[Development] Qt6 repo

Volker Hilsheimer volker.hilsheimer at qt.io
Thu Jan 14 10:50:57 CET 2021

> On 13 Jan 2021, at 17:28, Thiago Macieira <thiago.macieira at intel.com> wrote:
> On Wednesday, 13 January 2021 05:37:21 PST Volker Hilsheimer wrote:
>> * stop using git submodules
>> Using them serves no real purposes anymore. We anyway have our own scripting
>> in form of init-repository to avoid that people have to deal with that
>> stuff.
> Please don't. In fact, I recommend the opposite: delete the Perl script and 
> use submodules properly.

The init-repository script does some extra work that is supposed to give people a leg up though, such as setting up commit hooks and remotes in all submodules.

FWIW, I used it once, when I did the first clone, to do exactly that kind of stuff. I never need it afterwards, and I rarely have to deal with git submodules (and I’m not sure if it’s supposed to be used afterwards), since I work in worktrees.

So, I think we can kill both the init-repostory script and .gitmodules as a way to get Qt; but some sort of script that sets other git things up locally might be the price we have to pay by using a repository service that people typically are not familiar with.

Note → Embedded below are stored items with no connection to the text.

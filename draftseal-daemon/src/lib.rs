pub mod handler;
pub mod protocol;
pub mod server;

// Re-export commonly used types
pub use handler::RequestHandler;
pub use protocol::{Operation, Request, RequestData, Response, ResponseResult};
pub use server::DaemonServer;
//! In-memory secret key and its base64 export form.
//!
//! Only the raw 32 bytes are held. Both the exported string and the cipher
//! instance are derived from them on demand.

use base64::{engine::general_purpose::STANDARD as BASE64, Engine};
use zeroize::{Zeroize, ZeroizeOnDrop};

use crate::crypto::types::{Algorithm, KEY_SIZE};
use crate::error::{Result, VaultError};

#[derive(Clone, ZeroizeOnDrop)]
struct KeyMaterial([u8; KEY_SIZE]);

/// A 256-bit AES-GCM key.
///
/// Key bytes are zeroized on drop and never appear in `Debug` output.
#[derive(Clone)]
pub struct SecretKey {
    material: KeyMaterial,
    extractable: bool,
}

impl SecretKey {
    pub(crate) fn from_bytes(bytes: [u8; KEY_SIZE]) -> Self {
        Self {
            material: KeyMaterial(bytes),
            extractable: true,
        }
    }

    /// Parse a base64 key encoding.
    ///
    /// Surrounding ASCII whitespace is ignored so a pasted line or key file
    /// with a trailing newline still imports. Everything else must be valid
    /// padded base64 decoding to exactly 32 bytes.
    pub fn from_base64(encoding: &str) -> Result<Self> {
        let trimmed = encoding.trim_matches(|c: char| c.is_ascii_whitespace());

        let mut decoded = BASE64
            .decode(trimmed)
            .map_err(|e| VaultError::InvalidKeyFormat(format!("not valid base64: {}", e)))?;

        let result = <[u8; KEY_SIZE]>::try_from(decoded.as_slice())
            .map(Self::from_bytes)
            .map_err(|_| {
                VaultError::InvalidKeyFormat(format!(
                    "decoded to {} bytes (expected {})",
                    decoded.len(),
                    KEY_SIZE
                ))
            });

        decoded.zeroize();
        result
    }

    /// Encode the raw key bytes as padded standard base64.
    pub fn to_base64(&self) -> Result<String> {
        if !self.extractable {
            return Err(VaultError::ExportError("key is not extractable".into()));
        }
        Ok(BASE64.encode(&self.material.0))
    }

    /// A copy of this key that can still encrypt and decrypt but refuses
    /// export. There is no way back to an extractable key.
    pub fn non_extractable(&self) -> Self {
        Self {
            material: self.material.clone(),
            extractable: false,
        }
    }

    pub fn is_extractable(&self) -> bool {
        self.extractable
    }

    pub fn algorithm(&self) -> Algorithm {
        Algorithm::Aes256Gcm
    }

    pub(crate) fn material(&self) -> &[u8; KEY_SIZE] {
        &self.material.0
    }
}

impl std::fmt::Debug for SecretKey {
    fn fmt(&self, f: &mut std::fmt::Formatter<'_>) -> std::fmt::Result {
        f.debug_struct("SecretKey")
            .field("algorithm", &self.algorithm())
            .field("extractable", &self.extractable)
            .field("key", &"[REDACTED]")
            .finish()
    }
}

> I do use "git pull --recurse-submodules", "git submodule update", "git 
> submodule foreach", etc. often.
>> The super-module, if we want to have it at all, can then be just the single
>> .gitmodules file. It might be relevant for the release team, and for those
>> of us who prefer to work with git submodules for… reasons. Ok, so I’m not a
>> fan of git submodules. Either way, it avoids the mixing “real code” (like
>> build system and coin configs) and submodule updates in the same
>> repository, which has historically caused an unfortunate entanglement of
>> unrelated things.
> That works for me.
> The primary and official way to build Qt is each submodule individually, with 
> "make install" in sequence. The merged content in a single build is secondary 
> and a convenience anyway.
> PS: do uninstalled builds even work with CMake? That was a (mis)feature of 
> tmake and qmake…

Well, IF the canonical way of building Qt is to clone each submodule individually, then anything we provide as convenience to work with toplevel builds is just sugar on top anyway, and as long as it doesn’t get in the way it’s no problem.

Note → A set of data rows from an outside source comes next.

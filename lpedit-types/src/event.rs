//! Inbound events pushed by the backend.
//!
//! The backend emits events on a named channel: an event name plus an
//! optional JSON payload. [`PodEvent::decode`] turns such a record into a
//! typed event; [`PodEvent::encode`] is the inverse used by the backend side.

use std::fmt;

use serde::{Deserialize, Serialize};
use serde_json::Value;

use crate::{Parameter, Preset, Set};

/// Names of the events on the backend channel.
#[derive(Debug, Clone, Copy, PartialEq, Eq, Hash, PartialOrd, Ord)]
pub enum EventKind {
    Start,
    Stop,
    StatusProgress,
    InitDone,
    ParameterChange,
    PresetChange,
    SetChange,
    TypeChange,
    ActiveChange,
}

impl EventKind {
    pub const ALL: [EventKind; 9] = [
        EventKind::Start,
        EventKind::Stop,
        EventKind::StatusProgress,
        EventKind::InitDone,
        EventKind::ParameterChange,
        EventKind::PresetChange,
        EventKind::SetChange,
        EventKind::TypeChange,
        EventKind::ActiveChange,
    ];

    pub fn as_str(&self) -> &'static str {
        match self {
            EventKind::Start => "start",
            EventKind::Stop => "stop",
            EventKind::StatusProgress => "statusProgress",
            EventKind::InitDone => "initDone",
            EventKind::ParameterChange => "parameterChange",
            EventKind::PresetChange => "presetChange",
            EventKind::SetChange => "setChange",
            EventKind::TypeChange => "typeChange",
            EventKind::ActiveChange => "activeChange",
        }
    }

    pub fn from_name(name: &str) -> Option<Self> {
        Self::ALL.iter().copied().find(|kind| kind.as_str() == name)
    }
}

impl fmt::Display for EventKind {
    fn fmt(&self, f: &mut fmt::Formatter<'_>) -> fmt::Result {
        f.write_str(self.as_str())
    }
}

/// Raw record on the named-event channel.
#[derive(Debug, Clone, PartialEq, Serialize, Deserialize)]
pub struct NamedEvent {
    pub name: String,
    #[serde(default, skip_serializing_if = "Option::is_none")]
    pub data: Option<Value>,
}

impl NamedEvent {
    pub fn new(name: &str, data: Option<Value>) -> Self {
        Self {
            name: name.to_string(),
            data,
        }
    }
}

/// Typed event consumed by the synchronizer.
#[derive(Debug, Clone, PartialEq)]
pub enum PodEvent {
    /// A device session started.
    Start,
    /// The session ended; `error` is set for abnormal stops.
    Stop { error: Option<String> },
    /// Initialization progress in percent.
    StatusProgress(i32),
    /// Initialization finished.
    InitDone,
    ParameterChange(Parameter),
    PresetChange(Preset),
    SetChange(Set),
    /// Stage type changed; payload is opaque to the core.
    TypeChange(Value),
    /// The device's active state flipped.
    ActiveChange,
}

/// Why a named event could not be turned into a [`PodEvent`].
#[derive(Debug, Clone, PartialEq)]
pub enum DecodeError {
    UnknownEvent(String),
    MissingPayload(EventKind),
    InvalidPayload { kind: EventKind, message: String },
}

impl fmt::Display for DecodeError {
    fn fmt(&self, f: &mut fmt::Formatter<'_>) -> fmt::Result {
        match self {
            DecodeError::UnknownEvent(name) => write!(f, "unknown event '{}'", name),
            DecodeError::MissingPayload(kind) => write!(f, "event '{}' requires a payload", kind),
            DecodeError::InvalidPayload { kind, message } => {
                write!(f, "invalid payload for '{}': {}", kind, message)
            }
        }
    }
}

impl std::error::Error for DecodeError {}

impl PodEvent {
    pub fn kind(&self) -> EventKind {
        match self {
            PodEvent::Start => EventKind::Start,
            PodEvent::Stop { .. } => EventKind::Stop,
            PodEvent::StatusProgress(_) => EventKind::StatusProgress,
            PodEvent::InitDone => EventKind::InitDone,
            PodEvent::ParameterChange(_) => EventKind::ParameterChange,
            PodEvent::PresetChange(_) => EventKind::PresetChange,
            PodEvent::SetChange(_) => EventKind::SetChange,
            PodEvent::TypeChange(_) => EventKind::TypeChange,
            PodEvent::ActiveChange => EventKind::ActiveChange,
        }
    }

    pub fn decode(event: &NamedEvent) -> Result<PodEvent, DecodeError> {
        let kind = EventKind::from_name(&event.name)
            .ok_or_else(|| DecodeError::UnknownEvent(event.name.clone()))?;
        let data = event.data.as_ref().filter(|v| !v.is_null());

        let decoded = match kind {
            EventKind::Start => PodEvent::Start,
            EventKind::InitDone => PodEvent::InitDone,
            EventKind::ActiveChange => PodEvent::ActiveChange,
            EventKind::Stop => {
                // A stop is never dropped; odd payloads become the error text.
                let error = match data {
                    Some(Value::String(text)) => text.clone(),
                    Some(other) => other.to_string(),
                    None => String::new(),
                };
                PodEvent::Stop {
                    error: (!error.is_empty()).then_some(error),
                }
            }
            EventKind::StatusProgress => PodEvent::StatusProgress(parse(kind, required(kind, data)?)?),
            EventKind::ParameterChange => {
                PodEvent::ParameterChange(parse(kind, required(kind, data)?)?)
            }
            EventKind::PresetChange => PodEvent::PresetChange(parse(kind, required(kind, data)?)?),
            EventKind::SetChange => PodEvent::SetChange(parse(kind, required(kind, data)?)?),
            EventKind::TypeChange => PodEvent::TypeChange(data.cloned().unwrap_or(Value::Null)),
        };
        Ok(decoded)
    }

    pub fn encode(&self) -> NamedEvent {
        let data = match self {
            PodEvent::Start | PodEvent::InitDone | PodEvent::ActiveChange => None,
            PodEvent::Stop { error } => error.as_ref().map(|e| Value::String(e.clone())),
            PodEvent::StatusProgress(p) => Some(Value::from(*p)),
            PodEvent::ParameterChange(p) => serde_json::to_value(p).ok(),
            PodEvent::PresetChange(p) => serde_json::to_value(p).ok(),
            PodEvent::SetChange(s) => serde_json::to_value(s).ok(),
            PodEvent::TypeChange(v) => (!v.is_null()).then(|| v.clone()),
        };
        NamedEvent::new(self.kind().as_str(), data)
    }
}

fn required(kind: EventKind, data: Option<&Value>) -> Result<&Value, DecodeError> {
    data.ok_or(DecodeError::MissingPayload(kind))
}

fn parse<T: serde::de::DeserializeOwned>(kind: EventKind, value: &Value) -> Result<T, DecodeError> {
    T::deserialize(value).map_err(|e| DecodeError::InvalidPayload {
        kind,
        message: e.to_string(),
    })
}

But, our wiki [1] documents that building Qt from git involves cloning of qt5.git, running init-repository, and then a top-level build.

[1] https://wiki.qt.io/Building_Qt_5_from_Git

And while I don’t use top-level builds in Qt 5, in Qt 6 with cmake and ninja I find them incredibly convenient. Being able to run

$ ninja tst_class_I_fixed_check

and ninja rebuilding everything that needs to be rebuilt across all modules before running the test is a huge timesaver.